> Saved data entries:

//! Smart routing: round-robin plus PASS, REDIRECT and END

use super::state::ConversationState;
use super::{prompts, Exit, TurnEngine, TurnFailure};
use crate::detector;
use crate::directive::{self, Directive};
use crate::transcript::TranscriptEntry;

/// Replies quoted after a plain response or a redirect
const CONTINUE_CONTEXT: usize = 2;

/// Replies quoted after a pass
const PASS_CONTEXT: usize = 3;

impl TurnEngine {
    pub(super) async fn run_smart(
        &self,
        state: &mut ConversationState,
        initial_prompt: Option<&str>,
    ) -> Result<Exit, TurnFailure> {
        let reminder = prompts::smart_reminder(state.roster());
        let mut message = initial_prompt.map_or_else(
            || prompts::smart_opening(state.roster(), state.current()),
            str::to_string,
        );

        while state.has_rounds_left() {
            let round = state.begin_round();
            let speaker = state.current().to_string();

            let reply = self.take_turn(state, &speaker, &message).await?;
            let directive = directive::parse(&reply);
            tracing::info!(round, %speaker, directive = directive.kind(), "Smart turn parsed");

            message = match directive {
                Directive::End { .. } => {
                    self.system(format!("{speaker} ended the conversation")).await;
                    let notice = prompts::smart_end_notice(&speaker, &reply);
                    self.announce_end(state, &speaker, &notice).await;
                    return Ok(Exit::Ended { by: speaker });
                }

                Directive::Pass { target, content, .. } => {
                    match state.roster().check_pass(&speaker, &target) {
                        Ok(()) => {
                            self.system(format!("{speaker} passed to {target}")).await;
                            let history = state.recent(PASS_CONTEXT);
                            self.poll_observers(state, &speaker, &target, &history).await;
                            state.hand_to(&target);
                            prompts::smart_passed(&history, &speaker, &content, &reminder)
                        }
                        Err(invalid) => {
                            tracing::warn!(error = %invalid, "Invalid pass target");
                            self.system(format!(
                                "Invalid pass target from {speaker} ({invalid}), \
                                 continuing normally"
                            ))
                            .await;
                            state.advance();
                            prompts::smart_continue(&state.recent(CONTINUE_CONTEXT), &reminder)
                        }
                    }
                }

                Directive::Redirect { content } => {
                    match state.bounce_back().map(str::to_string) {
                        Some(back_to) => {
                            self.system(format!("{speaker} redirected to {back_to}")).await;
                            prompts::smart_clarify(
                                &state.recent(CONTINUE_CONTEXT),
                                &speaker,
                                &content,
                                state.roster(),
                            )
                        }
                        None => {
                            tracing::debug!(%speaker, "Redirect with no previous speaker");
                            self.system("No one to redirect to, continuing normally").await;
                            state.advance();
                            prompts::smart_continue(&state.recent(CONTINUE_CONTEXT), &reminder)
                        }
                    }
                }

                Directive::Respond { .. } => {
                    state.advance();
                    prompts::smart_continue(&state.recent(CONTINUE_CONTEXT), &reminder)
                }
            };
        }

        Ok(Exit::Exhausted)
    }

    /// Show the pass to everyone not involved, one at a time, and give each
    /// a short chance to acknowledge. Nothing here can fail the round.
    async fn poll_observers(
        &self,
        state: &mut ConversationState,
        speaker: &str,
        target: &str,
        history: &str,
    ) {
        let notice = prompts::observer_notice(history, speaker, target);

        for observer in state.roster().others(&[speaker, target]) {
            let channel = match self.channel(&observer) {
                Ok(channel) => channel,
                Err(e) => {
                    tracing::debug!(%observer, error = %e, "Observer skipped");
                    continue;
                }
            };
            if let Err(e) = self.deliver(&**channel, &observer, &notice).await {
                tracing::debug!(%observer, error = %e, "Observer notice not delivered");
                continue;
            }

            let profile = channel.profile().bounded(self.settings.observer_ack_wait);
            match detector::await_with(&**channel, state.last_seen(&observer), &profile).await {
                Ok(ack) => {
                    tracing::debug!(%observer, "Observer acknowledged");
                    self.record(TranscriptEntry::reply_from(&observer, &ack)).await;
                    state.remember(&observer, &ack);
                }
                Err(e) => {
                    tracing::debug!(%observer, error = %e, "Observer did not acknowledge");
                }
            }
        }
    }
}

#[cfg(test)]
mod tests {
    use super::super::testing::Harness;
    use super::super::ConversationOutcome;
    use crate::channel::testing::{Reply, ScriptedChannel};

    #[tokio::test(start_paused = true)]
    async fn test_round_robin_in_roster_order() {
        let h = Harness::new([
            ScriptedChannel::new("a").replying(["a speaks first", "a again"]),
            ScriptedChannel::new("b").replying(["b speaks"]),
            ScriptedChannel::new("c").replying(["c speaks"]),
        ]);

        let outcome = h.engine.start_smart(&["a", "b", "c"], 4, None, None).await;
        assert_eq!(outcome, ConversationOutcome::Completed { rounds: 4 });

        let turns: Vec<String> = h
            .log
            .lines()
            .into_iter()
            .filter(|(label, _)| label.starts_with("USER_TO_"))
            .map(|(label, _)| label)
            .collect();
        assert_eq!(turns, vec!["USER_TO_A", "USER_TO_B", "USER_TO_C", "USER_TO_A"]);

        assert!(h.sent("a")[0].starts_with("You're in a 3-way conversation ONLY with b, c."));
        let to_c = &h.sent("c")[0];
        assert!(to_c.starts_with("Recent conversation:\n\na: a speaks first\n\nb: b speaks\n\n"));
        assert!(to_c.ends_with("(only from: a, b, c), \"REDIRECT\", or \"END CONVERSATION\"."));
    }

    #[tokio::test(start_paused = true)]
    async fn test_pass_polls_observers_before_target() {
        let h = Harness::new([
            ScriptedChannel::new("s")
                .replying(["I'd like t's take. PASS TO t: what do you think?"]),
            ScriptedChannel::new("t").replying(["Here is my view."]),
            ScriptedChannel::new("o1").with_replies([Reply::Silent]),
            ScriptedChannel::new("o2").replying(["noted"]),
        ]);

        let outcome = h
            .engine
            .start_smart(&["s", "t", "o1", "o2"], 2, Some("Discuss"), None)
            .await;
        assert_eq!(outcome, ConversationOutcome::Completed { rounds: 2 });

        // Only the two bystanders were notified
        for observer in ["o1", "o2"] {
            let sent = h.sent(observer);
            assert_eq!(sent.len(), 1);
            assert!(sent[0].starts_with("[OBSERVER] Recent conversation:"));
            assert!(sent[0].contains("s passed to t."));
        }
        assert_eq!(h.sent("s").len(), 1);

        // o2's ack is logged before t is addressed; o1's silence is ignored
        let ack = h.log.position("O2").unwrap();
        let to_t = h.log.position("USER_TO_T").unwrap();
        assert!(ack < to_t);
        assert_eq!(h.log.count("O1"), 0);

        assert_eq!(
            h.sent("t")[0],
            format!(
                "Recent conversation:\n\ns: I'd like t's take. PASS TO t: what do you think?\n\n\
                 s passed to you with: \"what do you think?\"\n\n{}",
                "Please respond, then optionally add \"PASS TO [name]\" (only from: s, t, o1, o2), \
                 \"REDIRECT\", or \"END CONVERSATION\"."
            )
        );
        assert!(h.log.system_lines().contains(&"s passed to t".to_string()));
    }

    #[tokio::test(start_paused = true)]
    async fn test_invalid_pass_falls_back_to_round_robin() {
        let h = Harness::new([
            ScriptedChannel::new("a").replying(["PASS TO zed: over to you"]),
            ScriptedChannel::new("b").replying(["PASS TO b: me again"]),
            ScriptedChannel::new("c").replying(["fine"]),
        ]);

        let outcome = h.engine.start_smart(&["a", "b", "c"], 3, Some("go"), None).await;
        assert_eq!(outcome, ConversationOutcome::Completed { rounds: 3 });

        // Nobody was treated as an observer and the order stayed a, b, c
        assert_eq!(h.sent("a").len(), 1);
        assert_eq!(h.sent("b").len(), 1);
        assert_eq!(h.sent("c").len(), 1);

        let system = h.log.system_lines();
        assert!(system.iter().any(|l| l.starts_with("Invalid pass target from a")));
        assert!(system.iter().any(|l| l.starts_with("Invalid pass target from b")));
    }

    #[tokio::test(start_paused = true)]
    async fn test_redirect_bounces_back() {
        let h = Harness::new([
            ScriptedChannel::new("a").replying(["We should use a queue.", "I meant a FIFO queue."]),
            ScriptedChannel::new("b").replying(["REDIRECT which kind of queue?"]),
            ScriptedChannel::new("c"),
        ]);

        let outcome = h.engine.start_smart(&["a", "b", "c"], 3, Some("go"), None).await;
        assert_eq!(outcome, ConversationOutcome::Completed { rounds: 3 });

        let to_a = h.sent("a");
        assert_eq!(to_a.len(), 2);
        assert!(to_a[1].contains("b asks you to clarify: \"which kind of queue?\""));
        assert!(to_a[1].contains("Please respond with clarification, then optionally add"));
        assert!(h.sent("c").is_empty());
        assert!(h.log.system_lines().contains(&"b redirected to a".to_string()));
    }

    #[tokio::test(start_paused = true)]
    async fn test_redirect_without_previous_speaker_rotates() {
        let h = Harness::new([
            ScriptedChannel::new("a").replying(["redirect please"]),
            ScriptedChannel::new("b").replying(["ok"]),
            ScriptedChannel::new("c"),
        ]);

        let outcome = h.engine.start_smart(&["a", "b", "c"], 2, Some("go"), None).await;
        assert_eq!(outcome, ConversationOutcome::Completed { rounds: 2 });
        assert_eq!(h.sent("b").len(), 1);
        assert!(h
            .log
            .system_lines()
            .contains(&"No one to redirect to, continuing normally".to_string()));
    }

    #[tokio::test(start_paused = true)]
    async fn test_unreachable_observer_does_not_stop_pass() {
        let h = Harness::new([
            ScriptedChannel::new("s").replying(["PASS TO t: your turn"]),
            ScriptedChannel::new("t").replying(["on it"]),
            ScriptedChannel::unreachable("o1"),
            ScriptedChannel::new("o2").replying(["noted"]),
        ]);

        let outcome = h
            .engine
            .start_smart(&["s", "t", "o1", "o2"], 2, Some("go"), None)
            .await;
        assert_eq!(outcome, ConversationOutcome::Completed { rounds: 2 });

        assert!(h.sent("o1").is_empty());
        assert_eq!(h.log.count("USER_TO_O1"), 0);
        assert_eq!(h.log.count("O2"), 1);
        assert_eq!(h.sent("t").len(), 1);
    }

    #[tokio::test(start_paused = true)]
    async fn test_unreachable_recipient_does_not_block_end() {
        let h = Harness::new([
            ScriptedChannel::new("a").replying(["That's all from me. END CONVERSATION"]),
            ScriptedChannel::unreachable("b"),
            ScriptedChannel::new("c"),
        ]);

        let outcome = h.engine.start_smart(&["a", "b", "c"], 5, Some("go"), None).await;
        assert_eq!(
            outcome,
            ConversationOutcome::Ended {
                by: "a".into(),
                rounds: 1
            }
        );
        assert_eq!(h.sent("c").len(), 1);
        assert!(h.sent("c")[0].starts_with("[CONVERSATION ENDED] a ended with:"));
    }

    #[tokio::test(start_paused = true)]
    async fn test_end_notifies_everyone_else() {
        let long_goodbye = format!("{} END CONVERSATION", "bye ".repeat(80));
        let h = Harness::new([
            ScriptedChannel::new("a").replying(["opening thoughts"]),
            ScriptedChannel::new("b").replying([long_goodbye.clone()]),
            ScriptedChannel::new("c"),
        ]);

        let outcome = h.engine.start_smart(&["a", "b", "c"], 10, Some("go"), None).await;
        assert_eq!(
            outcome,
            ConversationOutcome::Ended {
                by: "b".into(),
                rounds: 2
            }
        );

        let head: String = long_goodbye.chars().take(200).collect();
        let notice = format!("[CONVERSATION ENDED] b ended with: \"{head}...\"");
        assert_eq!(h.sent("a").last(), Some(&notice));
        assert_eq!(h.sent("c"), vec![notice]);
        assert_eq!(h.sent("b").len(), 1);

        let system = h.log.system_lines();
        assert_eq!(system.last().unwrap(), "Conversation ended by b after 2 rounds");
    }

    #[tokio::test(start_paused = true)]
    async fn test_silent_speaker_aborts() {
        let h = Harness::new([
            ScriptedChannel::new("a").replying(["hello"]),
            ScriptedChannel::new("b"),
            ScriptedChannel::new("c"),
        ]);

        let outcome = h.engine.start_smart(&["a", "b", "c"], 5, Some("go"), None).await;
        assert_eq!(
            outcome,
            ConversationOutcome::NoResponse {
                participant: "b".into(),
                rounds: 2
            }
        );
        assert!(h.sent("c").is_empty());
    }
}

> Task goal: Scan the entries above for the word "continuing", then copy every line in which it occurs.

> Expected output:
                                 continuing normally"
                            self.system("No one to redirect to, continuing normally").await;
            .contains(&"No one to redirect to, continuing normally".to_string()));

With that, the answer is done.